For the 12th episode of Wider Worldview on Fireside, Color & Curiosity founder & CCO Megan Zink interviewed Dr. Margaret Rutherford – psychologist, author, blogger, podcaster and educator. She’s been practicing for over 26 years, her work has been featured in Huffpost, Psychology Today, the Gottman Relationship blog, StigmaFighters, Better After 50, Lewis Howes’ podcast and many other outlets. Read on for tips on overcoming the fear of the unknown and doing new/scary things – like travel!
Wider Worldview is a new live podcast hosted by Color & Curiosity founder Megan Zink that explores the power of travel – how it can change the world: spark new ideas, foster different perspectives, catalyst curiosity and lifelong learning. Join her for interviews with entrepreneurs, educators and explorers and get inspired to tap into travel as an experiential learning and empathy building tool.
Head over to this link to catch the full audio recording with Dr. Margaret Rutherford – but in the meantime, here’s a snippet of the conversation. This interview has been edited for clarity and brevity.
So Dr. M, you have a wealth of knowledge on the human psychology, the human brain – why do you think humans fear the unknown?
Well, let’s face it, back when we were trying to just survive as against the dinosaurs, if you felt like you could predict what was about to happen, then there was a sense of comfort. And our amygdala, the part of the brain that says ‘danger’ and alerts us to danger, picks up on what is not normal – what is out of our everyday norms and what we know is safe. Having an amygdala that functioned back then was like, ‘oh – this is going to keep me alive.’ And we still feel like that.

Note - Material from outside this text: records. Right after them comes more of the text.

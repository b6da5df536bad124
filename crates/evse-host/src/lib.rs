//! Host-side implementations of the EVSE HAL: clocks, a simulated
//! vehicle and plant, and a file-backed config store.

use std::sync::atomic::{AtomicU32, Ordering};
use std::sync::Arc;
use std::time::Instant;

use evse_hal::{MonotonicClock, Watchdog};
use log::error;

pub mod plant;
pub mod store;

pub use plant::{SimulatedPlant, Vehicle};
pub use store::{FileSystemStore, MemoryStore};

/// Wall-clock milliseconds since construction.
#[derive(Clone, Copy)]
pub struct HostClock(Instant);

impl HostClock {
    pub fn new() -> Self {
        Self(Instant::now())
    }
}

impl Default for HostClock {
    fn default() -> Self {
        Self::new()
    }
}

impl MonotonicClock for HostClock {
    fn now_ms(&self) -> u32 {
        // Wraps like the hardware counter
        self.0.elapsed().as_millis() as u32
    }
}

/// Clock that only moves when told to. Clones share the same time.
#[derive(Clone, Default)]
pub struct ManualClock(Arc<AtomicU32>);

impl ManualClock {
    pub fn new(start_ms: u32) -> Self {
        Self(Arc::new(AtomicU32::new(start_ms)))
    }

    pub fn advance(&self, ms: u32) {
        // fetch_add wraps on overflow
        self.0.fetch_add(ms, Ordering::SeqCst);
    }

    pub fn set(&self, ms: u32) {
        self.0.store(ms, Ordering::SeqCst);
    }
}

impl MonotonicClock for ManualClock {
    fn now_ms(&self) -> u32 {
        self.0.load(Ordering::SeqCst)
    }
}

/// Halts by panicking. Lets tests observe the fail-stop.
pub struct PanicWatchdog;

impl Watchdog for PanicWatchdog {
    fn halt(&self) -> ! {
        panic!("watchdog halt");
    }
}

/// Halts the process the way a missed hardware watchdog would.
pub struct AbortWatchdog;

impl Watchdog for AbortWatchdog {
    fn halt(&self) -> ! {
        error!("Watchdog: halting");
        std::process::abort();
    }
}
use axum::{
    Json,
    extract::{Path, Query, State},
};

use meeple_db::{SortColumn, SortOrder};
use meeple_types::api::{PatchVotesRequest, ReviewResponse, ReviewsQuery, ReviewsResponse};

use crate::{ApiError, AppState, parse_id};

pub async fn get_review(
    State(state): State<AppState>,
    Path(review_id): Path<String>,
) -> Result<Json<ReviewResponse>, ApiError> {
    let id = parse_id(&review_id)?;
    let review = state.db.get_review(id)?.into();
    Ok(Json(ReviewResponse { review }))
}

pub async fn get_reviews(
    State(state): State<AppState>,
    Query(query): Query<ReviewsQuery>,
) -> Result<Json<ReviewsResponse>, ApiError> {
    let sort_by = match query.sort_by.as_deref() {
        Some(raw) => raw.parse().map_err(|_| ApiError::InvalidSortColumn)?,
        None => SortColumn::ReviewId,
    };
    let order = match query.sort_order.as_deref() {
        Some(raw) => raw.parse().map_err(|_| ApiError::InvalidSortOrder)?,
        None => SortOrder::default(),
    };

    let reviews = state
        .db
        .list_reviews(query.category.as_deref(), sort_by, order)?
        .into_iter()
        .map(Into::into)
        .collect();
    Ok(Json(ReviewsResponse { reviews }))
}

pub async fn patch_votes(
    State(state): State<AppState>,
    Path(review_id): Path<String>,
    Json(req): Json<PatchVotesRequest>,
) -> Result<Json<ReviewResponse>, ApiError> {
    // One 400 message covers both a malformed id and a malformed delta on
    // this route.
    let id: i64 = review_id
        .parse()
        .map_err(|_| ApiError::InvalidVotePayload)?;
    let delta = req
        .inc_votes
        .as_ref()
        .and_then(|value| value.as_i64())
        .ok_or(ApiError::InvalidVotePayload)?;

    let review = state.db.update_votes(id, delta)?.into();
    Ok(Json(ReviewResponse { review }))
}
pub mod api;
pub mod models;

What happens with anxiety – especially seeing or hearing things we haven’t come into contact with before – something that is alien to us – can be very frightening. And we may go into fight or flight mode – but there are actually two others – there is fight, flight, freeze, or fold. And so a lot of times if we’re facing something that is not known – whether it’s friendly, unfriendly, dangerous or not – we will go into one of those modes of stress response.
I’m going to overgeneralize here, but I feel like as humans, we just have this aversion to trying new things. It’s much easier to be stuck in a rut than try something new – or travel – or do scary things that are unknown.
I think it depends on the world you live in – there’s probably a wide spectrum – there are people who are very drawn to trying out things they’ve never done or generally want a lot of adrenaline in their world and then there are those – whether due to the pandemic, or their personalities or character traits, or grew up in homes that didn’t provide safety and security, and they have made an adaption to stick to safety. There are so many factors – familial, cultural – even regional factors that are important.
We’re just different people in that way and I guess, in your aspect of travel, [the people who don’t want to try new things] would be the people that would want to go to the same place every year they sink a bunch of tradition into it, they know what they’re going to get they’re going to go to that same clambake or they’re going to, you know, hike the same mountain or do the things they did last year, and to them, that is what satisfies them. And then other people are going to say, ‘no, we want to go someplace new.’ I don’t necessarily think there’s a superior and inferior way [to think about it], it’s just we’re wired differently, and what we find brings us fulfillment.
Thank you for opening up my perspectives – we’re multi-faceted creatures and we have a lot of complexities and there’s a lot of different things going on under the surface attributing to those decisions. And I love that you brought up curiosity because I think it’s a very important skill.
On Fireside you have a show called What You Can Do About It – perhaps there are people listening who want to do things and they’re open to the idea, but how can they get from that tricky brain space of, ‘oh, I’d love to do something like that’ to actually doing it? Do you have any tips for encouraging curiosity and open-mindedness?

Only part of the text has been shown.